* **Task brief**: I would like every record below transcribed exactly as it is.

= Beginning of Section =

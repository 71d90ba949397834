//! Error types for BaliFeed.

use thiserror::Error;

use crate::push::PushError;
use crate::store::StoreError;

/// Common error type for BaliFeed.
#[derive(Error, Debug)]
pub enum AppError {
    /// Document store error.
    ///
    /// Wraps errors from any [`crate::store::DocumentStore`] backend.
    #[error("store error: {0}")]
    Store(#[from] StoreError),

    /// Push gateway error.
    #[error("push error: {0}")]
    Push(#[from] PushError),

    /// Event payload could not be decoded.
    #[error("malformed payload: {0}")]
    Decode(String),

    /// A referenced document does not exist.
    #[error("{0} not found")]
    NotFound(String),

    /// The recipient has no device tokens to deliver to.
    #[error("no destination: user {0} has no device tokens")]
    NoDestination(String),

    /// Validation error for an inbound payload.
    #[error("validation error: {0}")]
    Validation(String),

    /// I/O error.
    #[error("I/O error: {0}")]
    Io(#[from] std::io::Error),

    /// Configuration error.
    #[error("configuration error: {0}")]
    Config(String),
}

impl AppError {
    /// Whether redelivering the event could succeed.
    ///
    /// Only infrastructure failures are transient. Missing references,
    /// malformed payloads and empty token sets will fail the same way again.
    pub fn is_retryable(&self) -> bool {
        match self {
            AppError::Store(e) => e.is_transient(),
            AppError::Push(e) => matches!(e, PushError::Unavailable(_)),
            AppError::Io(_) => true,
            _ => false,
        }
    }
}

impl From<serde_json::Error> for AppError {
    fn from(e: serde_json::Error) -> Self {
        AppError::Decode(e.to_string())
    }
}

impl From<sqlx::Error> for AppError {
    fn from(e: sqlx::Error) -> Self {
        AppError::Store(StoreError::from(e))
    }
}

/// Result type alias for BaliFeed operations.
pub type Result<T> = std::result::Result<T, AppError>;
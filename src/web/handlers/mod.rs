//! HTTP handlers.

pub mod pubsub;

pub use pubsub::*;

use std::sync::Arc;

use crate::events::EventDispatcher;
use crate::push::Notifier;

/// Shared state of the HTTP handlers.
pub struct AppState {
    /// Change-event engine.
    pub events: Arc<EventDispatcher>,
    /// Delivery of direct push requests.
    pub notifier: Arc<dyn Notifier>,
}

impl AppState {
    /// Create a new application state.
    pub fn new(events: Arc<EventDispatcher>, notifier: Arc<dyn Notifier>) -> Self {
        Self { events, notifier }
    }
}
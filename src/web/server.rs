//! Web server for BaliFeed.

use std::net::SocketAddr;
use std::sync::Arc;

use axum::Router;
use tokio::net::TcpListener;

use crate::config::{PubsubConfig, ServerConfig};
use crate::{AppError, Result};

use super::handlers::AppState;
use super::router::{create_health_router, create_router};

/// HTTP server hosting the Pub/Sub push endpoints.
pub struct WebServer {
    /// Server address.
    addr: SocketAddr,
    /// Application state.
    app_state: Arc<AppState>,
    /// Pub/Sub endpoint configuration.
    pubsub: PubsubConfig,
}

impl WebServer {
    /// Create a new web server.
    pub fn new(config: &ServerConfig, pubsub: &PubsubConfig, app_state: AppState) -> Result<Self> {
        let addr = format!("{}:{}", config.host, config.port)
            .parse()
            .map_err(|e| AppError::Config(format!("invalid server address: {}", e)))?;

        Ok(Self {
            addr,
            app_state: Arc::new(app_state),
            pubsub: pubsub.clone(),
        })
    }

    /// Get the server address.
    pub fn addr(&self) -> SocketAddr {
        self.addr
    }

    /// Build the full application router.
    pub fn router(&self) -> Router {
        create_router(self.app_state.clone(), &self.pubsub).merge(create_health_router())
    }

    /// Run the web server until Ctrl-C.
    pub async fn run(self) -> std::result::Result<(), std::io::Error> {
        let router = self.router();
        let listener = TcpListener::bind(self.addr).await?;
        tracing::info!("Web server listening on http://{}", listener.local_addr()?);

        axum::serve(listener, router)
            .with_graceful_shutdown(shutdown_signal())
            .await
    }

    /// Run the server and return the actual bound address.
    ///
    /// This is useful for testing when binding to port 0.
    pub async fn run_with_addr(self) -> std::result::Result<SocketAddr, std::io::Error> {
        let router = self.router();
        let listener = TcpListener::bind(self.addr).await?;
        let local_addr = listener.local_addr()?;
        tracing::info!("Web server listening on http://{}", local_addr);

        tokio::spawn(async move {
            if let Err(e) = axum::serve(listener, router).await {
                tracing::error!("Web server error: {}", e);
            }
        });

        Ok(local_addr)
    }
}

async fn shutdown_signal() {
    if let Err(e) = tokio::signal::ctrl_c().await {
        tracing::error!("Failed to listen for shutdown signal: {}", e);
        std::future::pending::<()>().await;
    }
    tracing::info!("Shutdown signal received");
}
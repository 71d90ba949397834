//! HTTP boundary for BaliFeed.
//!
//! Hosts the Pub/Sub push endpoints that feed the change-event engine and
//! the push dispatcher, plus a health check.

pub mod error;
pub mod handlers;
pub mod middleware;
pub mod router;
pub mod server;

pub use error::ApiError;
pub use handlers::AppState;
pub use router::{create_health_router, create_router};
pub use server::WebServer;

= End of Section =

* **Written answer**:
repository 71d90ba949397834
//! Error types for BaliFeed.

use thiserror::Error;

use crate::push::PushError;
use crate::store::StoreError;

/// Common error type for BaliFeed.
#[derive(Error, Debug)]
pub enum AppError {
    /// Document store error.
    ///
    /// Wraps errors from any [`crate::store::DocumentStore`] backend.
    #[error("store error: {0}")]
    Store(#[from] StoreError),

    /// Push gateway error.
    #[error("push error: {0}")]
    Push(#[from] PushError),

    /// Event payload could not be decoded.
    #[error("malformed payload: {0}")]
    Decode(String),

    /// A referenced document does not exist.
    #[error("{0} not found")]
    NotFound(String),

    /// The recipient has no device tokens to deliver to.
    #[error("no destination: user {0} has no device tokens")]
    NoDestination(String),

    /// Validation error for an inbound payload.
    #[error("validation error: {0}")]
    Validation(String),

    /// I/O error.
    #[error("I/O error: {0}")]
    Io(#[from] std::io::Error),

    /// Configuration error.
    #[error("configuration error: {0}")]
    Config(String),
}

impl AppError {
    /// Whether redelivering the event could succeed.
    ///
    /// Only infrastructure failures are transient. Missing references,
    /// malformed payloads and empty token sets will fail the same way again.
    pub fn is_retryable(&self) -> bool {
        match self {
            AppError::Store(e) => e.is_transient(),
            AppError::Push(e) => matches!(e, PushError::Unavailable(_)),
            AppError::Io(_) => true,
            _ => false,
        }
    }
}

impl From<serde_json::Error> for AppError {
    fn from(e: serde_json::Error) -> Self {
        AppError::Decode(e.to_string())
    }
}

impl From<sqlx::Error> for AppError {
    fn from(e: sqlx::Error) -> Self {
        AppError::Store(StoreError::from(e))
    }
}

/// Result type alias for BaliFeed operations.
pub type Result<T> = std::result::Result<T, AppError>;
filename src/web/handlers/mod.rs
//! HTTP handlers.

pub mod pubsub;

pub use pubsub::*;

use std::sync::Arc;

use crate::events::EventDispatcher;
use crate::push::Notifier;

/// Shared state of the HTTP handlers.
pub struct AppState {
    /// Change-event engine.
    pub events: Arc<EventDispatcher>,
    /// Delivery of direct push requests.
    pub notifier: Arc<dyn Notifier>,
}

impl AppState {
    /// Create a new application state.
    pub fn new(events: Arc<EventDispatcher>, notifier: Arc<dyn Notifier>) -> Self {
        Self { events, notifier }
    }
}
filename src/web/server.rs
//! Web server for BaliFeed.

use std::net::SocketAddr;
use std::sync::Arc;

use axum::Router;
use tokio::net::TcpListener;

use crate::config::{PubsubConfig, ServerConfig};
use crate::{AppError, Result};

use super::handlers::AppState;
use super::router::{create_health_router, create_router};

/// HTTP server hosting the Pub/Sub push endpoints.
pub struct WebServer {
    /// Server address.
    addr: SocketAddr,
    /// Application state.
    app_state: Arc<AppState>,
    /// Pub/Sub endpoint configuration.
    pubsub: PubsubConfig,
}

impl WebServer {
    /// Create a new web server.
    pub fn new(config: &ServerConfig, pubsub: &PubsubConfig, app_state: AppState) -> Result<Self> {
        let addr = format!("{}:{}", config.host, config.port)
            .parse()
            .map_err(|e| AppError::Config(format!("invalid server address: {}", e)))?;

        Ok(Self {
            addr,
            app_state: Arc::new(app_state),
            pubsub: pubsub.clone(),
        })
    }

    /// Get the server address.
    pub fn addr(&self) -> SocketAddr {
        self.addr
    }

    /// Build the full application router.
    pub fn router(&self) -> Router {
        create_router(self.app_state.clone(), &self.pubsub).merge(create_health_router())
    }

    /// Run the web server until Ctrl-C.
    pub async fn run(self) -> std::result::Result<(), std::io::Error> {
        let router = self.router();
        let listener = TcpListener::bind(self.addr).await?;
        tracing::info!("Web server listening on http://{}", listener.local_addr()?);

        axum::serve(listener, router)
            .with_graceful_shutdown(shutdown_signal())
            .await
    }

    /// Run the server and return the actual bound address.
    ///
    /// This is useful for testing when binding to port 0.
    pub async fn run_with_addr(self) -> std::result::Result<SocketAddr, std::io::Error> {
        let router = self.router();
        let listener = TcpListener::bind(self.addr).await?;
        let local_addr = listener.local_addr()?;
        tracing::info!("Web server listening on http://{}", local_addr);

        tokio::spawn(async move {
            if let Err(e) = axum::serve(listener, router).await {
                tracing::error!("Web server error: {}", e);
            }
        });

        Ok(local_addr)
    }
}

async fn shutdown_signal() {
    if let Err(e) = tokio::signal::ctrl_c().await {
        tracing::error!("Failed to listen for shutdown signal: {}", e);
        std::future::pending::<()>().await;
    }
    tracing::info!("Shutdown signal received");
}
repository 71d90ba949397834
//! HTTP boundary for BaliFeed.
//!
//! Hosts the Pub/Sub push endpoints that feed the change-event engine and
//! the push dispatcher, plus a health check.

pub mod error;
pub mod handlers;
pub mod middleware;
pub mod router;
pub mod server;

pub use error::ApiError;
pub use handlers::AppState;
pub use router::{create_health_router, create_router};
pub use server::WebServer;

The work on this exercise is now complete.